#### Task statement
Extract every line of the material that holds the string "type".

#### Records provided
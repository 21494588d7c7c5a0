use std::collections::BTreeMap;
use std::sync::Arc;

use serde_json::Value;

use util::HashMap;

use crate::Output;

/// Runtime flags, e.g. anonymization toggles.
pub type Flags = BTreeMap<String, Value>;

type Results = HashMap<String, Arc<Output>>;

#[derive(thiserror::Error, Debug, PartialEq, Eq)]
pub enum ContextError {
    #[error("Can't modify frozen execution context (attempted to write '{0}')")]
    Frozen(String),
    #[error("Execution context is closed")]
    Closed,
    #[error("Read-only view requires a frozen execution context")]
    NotFrozen,
    #[error("Execution context has no input data")]
    EmptyInput,
}

/// Shared data carrier for a single run.
///
/// Holds the input snapshot, the result each module produced, and runtime
/// flags. All mutators fail once [`ExecutionContext::freeze`] has been called;
/// freezing is one-way. Modules never get this type, only a [`ContextView`].
///
/// The result store is copy-on-write: views taken before a write keep seeing
/// the results as they were when the view was taken.
#[derive(Debug)]
pub struct ExecutionContext {
    input: Arc<Value>,
    flags: Arc<Flags>,
    results: Arc<Results>,
    /// cached values derived from the input, shared between modules.
    derived: HashMap<String, Value>,
    frozen: bool,
    closed: bool,
}

impl ExecutionContext {
    pub fn new(input: Value, flags: Flags) -> Self {
        Self {
            input: Arc::new(input),
            flags: Arc::new(flags),
            results: Arc::new(Results::default()),
            derived: HashMap::default(),
            frozen: false,
            closed: false,
        }
    }

    pub fn input(&self) -> &Value {
        &self.input
    }

    /// Store the result produced by `module`, replacing any earlier one.
    pub fn store_result(&mut self, module: &str, output: Output) -> Result<(), ContextError> {
        self.check_writable(module)?;
        Arc::make_mut(&mut self.results).insert(module.to_owned(), Arc::new(output));
        log::debug!("stored result for module {module}");
        Ok(())
    }

    pub fn get_result(&self, module: &str) -> Option<Arc<Output>> {
        self.results.get(module).cloned()
    }

    pub fn has_result(&self, module: &str) -> bool {
        self.results.contains_key(module)
    }

    pub fn store_derived(&mut self, key: &str, value: Value) -> Result<(), ContextError> {
        self.check_writable(key)?;
        self.derived.insert(key.to_owned(), value);
        Ok(())
    }

    pub fn get_derived(&self, key: &str) -> Option<&Value> {
        self.derived.get(key)
    }

    pub fn set_flag(&mut self, key: &str, value: Value) -> Result<(), ContextError> {
        self.check_writable(key)?;
        Arc::make_mut(&mut self.flags).insert(key.to_owned(), value);
        Ok(())
    }

    pub fn flag(&self, key: &str) -> Option<&Value> {
        self.flags.get(key)
    }

    pub fn flags(&self) -> &Flags {
        &self.flags
    }

    /// Make the context read-only. Calling this more than once is a no-op.
    pub fn freeze(&mut self) {
        if !self.frozen {
            self.frozen = true;
            log::debug!("execution context frozen");
        }
    }

    pub fn is_frozen(&self) -> bool {
        self.frozen
    }

    pub fn is_closed(&self) -> bool {
        self.closed
    }

    /// Snapshot of the context for a single module invocation.
    pub fn view(&self) -> ContextView {
        ContextView {
            input: Arc::clone(&self.input),
            flags: Arc::clone(&self.flags),
            results: Arc::clone(&self.results),
            frozen: self.frozen,
        }
    }

    /// Read-only view for invocations that may run side by side.
    /// Only available once the context is frozen, since nothing can
    /// change underneath it after that.
    pub fn read_only(&self) -> Result<ContextView, ContextError> {
        if self.frozen {
            Ok(self.view())
        } else {
            Err(ContextError::NotFrozen)
        }
    }

    /// Frozen copy sharing this context's input, flags and results.
    ///
    /// Used to hand [`ExecutionContext::read_only`] views to modules that run
    /// side by side while this context stays writable for the executor.
    pub fn frozen_snapshot(&self) -> ExecutionContext {
        Self {
            input: Arc::clone(&self.input),
            flags: Arc::clone(&self.flags),
            results: Arc::clone(&self.results),
            derived: self.derived.clone(),
            frozen: true,
            closed: self.closed,
        }
    }

    /// Check that the context is usable for a run.
    pub fn validate(&self) -> Result<(), ContextError> {
        if self.closed {
            return Err(ContextError::Closed);
        }
        let empty = match &*self.input {
            Value::Null => true,
            Value::Object(map) => map.is_empty(),
            Value::Array(vec) => vec.is_empty(),
            Value::String(s) => s.is_empty(),
            _ => false,
        };
        if empty {
            return Err(ContextError::EmptyInput);
        }
        Ok(())
    }

    /// Release stored results and derived values. Safe to call more than once;
    /// doesn't change the frozen flag.
    pub fn close(&mut self) {
        if self.closed {
            return;
        }
        // drop our handle rather than clearing in place, so outstanding views are unaffected:
        self.results = Arc::new(Results::default());
        self.derived.clear();
        self.closed = true;
        log::debug!("execution context closed");
    }

    fn check_writable(&self, key: &str) -> Result<(), ContextError> {
        if self.closed {
            Err(ContextError::Closed)
        } else if self.frozen {
            Err(ContextError::Frozen(key.to_owned()))
        } else {
            Ok(())
        }
    }
}

/// Read-only handle on an [`ExecutionContext`], given to module executables.
///
/// Owns its data through `Arc`s, so it can be sent to another thread.
#[derive(Debug, Clone)]
pub struct ContextView {
    input: Arc<Value>,
    flags: Arc<Flags>,
    results: Arc<Results>,
    frozen: bool,
}

impl ContextView {
    pub fn input(&self) -> &Value {
        &self.input
    }

    /// Result of an upstream module, if it has run.
    pub fn result(&self, module: &str) -> Option<&Output> {
        self.results.get(module).map(|r| &**r)
    }

    pub fn results(&self) -> impl Iterator<Item = (&str, &Output)> + '_ {
        self.results.iter().map(|(k, v)| (k.as_str(), &**v))
    }

    pub fn flag(&self, key: &str) -> Option<&Value> {
        self.flags.get(key)
    }

    pub fn flags(&self) -> &Flags {
        &self.flags
    }

    /// True if the context was frozen when this view was taken.
    pub fn is_frozen(&self) -> bool {
        self.frozen
    }
}

#[cfg(test)]
mod test {
    use super::*;
    use serde_json::json;

    fn ctx() -> ExecutionContext {
        let mut flags = Flags::new();
        flags.insert("anonymise".to_owned(), json!(true));
        ExecutionContext::new(json!({"segments": [1, 2, 3]}), flags)
    }

    #[test]
    fn test_store_and_get() -> Result<(), ContextError> {
        let mut ctx = ctx();
        assert_eq!(ctx.get_result("a"), None);
        ctx.store_result("a", json!({"score": 1}))?;
        assert_eq!(ctx.get_result("a").as_deref(), Some(&json!({"score": 1})));
        assert!(ctx.has_result("a"));
        assert_eq!(ctx.flag("anonymise"), Some(&json!(true)));
        Ok(())
    }

    #[test]
    fn test_frozen_rejects_writes() {
        let mut ctx = ctx();
        ctx.freeze();
        ctx.freeze();
        assert!(ctx.is_frozen());
        assert_eq!(
            ctx.store_result("a", json!(1)),
            Err(ContextError::Frozen("a".to_owned()))
        );
        assert_eq!(
            ctx.set_flag("x", json!(1)),
            Err(ContextError::Frozen("x".to_owned()))
        );
        assert_eq!(
            ctx.store_derived("k", json!(1)),
            Err(ContextError::Frozen("k".to_owned()))
        );
    }

    #[test]
    fn test_read_only_requires_frozen() -> Result<(), ContextError> {
        let mut ctx = ctx();
        ctx.store_result("a", json!(1))?;
        assert_eq!(ctx.read_only().err(), Some(ContextError::NotFrozen));
        ctx.freeze();
        let view = ctx.read_only()?;
        assert!(view.is_frozen());
        assert_eq!(view.result("a"), Some(&json!(1)));
        Ok(())
    }

    #[test]
    fn test_frozen_snapshot() -> Result<(), ContextError> {
        let mut ctx = ctx();
        ctx.store_result("a", json!(1))?;
        let snapshot = ctx.frozen_snapshot();
        ctx.store_result("b", json!(2))?;

        assert!(!ctx.is_frozen());
        let view = snapshot.read_only()?;
        assert_eq!(view.result("a"), Some(&json!(1)));
        assert_eq!(view.result("b"), None);
        assert_eq!(view.flag("anonymise"), Some(&json!(true)));
        Ok(())
    }

    #[test]
    fn test_view_is_a_snapshot() -> Result<(), ContextError> {
        let mut ctx = ctx();
        let before = ctx.view();
        ctx.store_result("a", json!(1))?;
        assert_eq!(before.result("a"), None);
        assert_eq!(ctx.view().result("a"), Some(&json!(1)));
        Ok(())
    }

    #[test]
    fn test_close_is_idempotent() -> Result<(), ContextError> {
        let mut ctx = ctx();
        ctx.store_result("a", json!(1))?;
        ctx.store_derived("word_count", json!(42))?;
        let view = ctx.view();
        ctx.close();
        ctx.close();
        assert!(ctx.is_closed());
        assert!(!ctx.is_frozen());
        assert_eq!(ctx.get_result("a"), None);
        assert_eq!(ctx.get_derived("word_count"), None);
        assert_eq!(view.result("a"), Some(&json!(1)));
        assert_eq!(ctx.store_result("b", json!(2)), Err(ContextError::Closed));
        Ok(())
    }

    #[test]
    fn test_validate() {
        assert_eq!(ctx().validate(), Ok(()));
        let empty = ExecutionContext::new(Value::Null, Flags::new());
        assert_eq!(empty.validate(), Err(ContextError::EmptyInput));
        let empty = ExecutionContext::new(json!([]), Flags::new());
        assert_eq!(empty.validate(), Err(ContextError::EmptyInput));
        let mut closed = ctx();
        closed.close();
        assert_eq!(closed.validate(), Err(ContextError::Closed));
    }
}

#### Expected answer
pub type Flags = BTreeMap<String, Value>;
type Results = HashMap<String, Arc<Output>>;
/// freezing is one-way. Modules never get this type, only a [`ContextView`].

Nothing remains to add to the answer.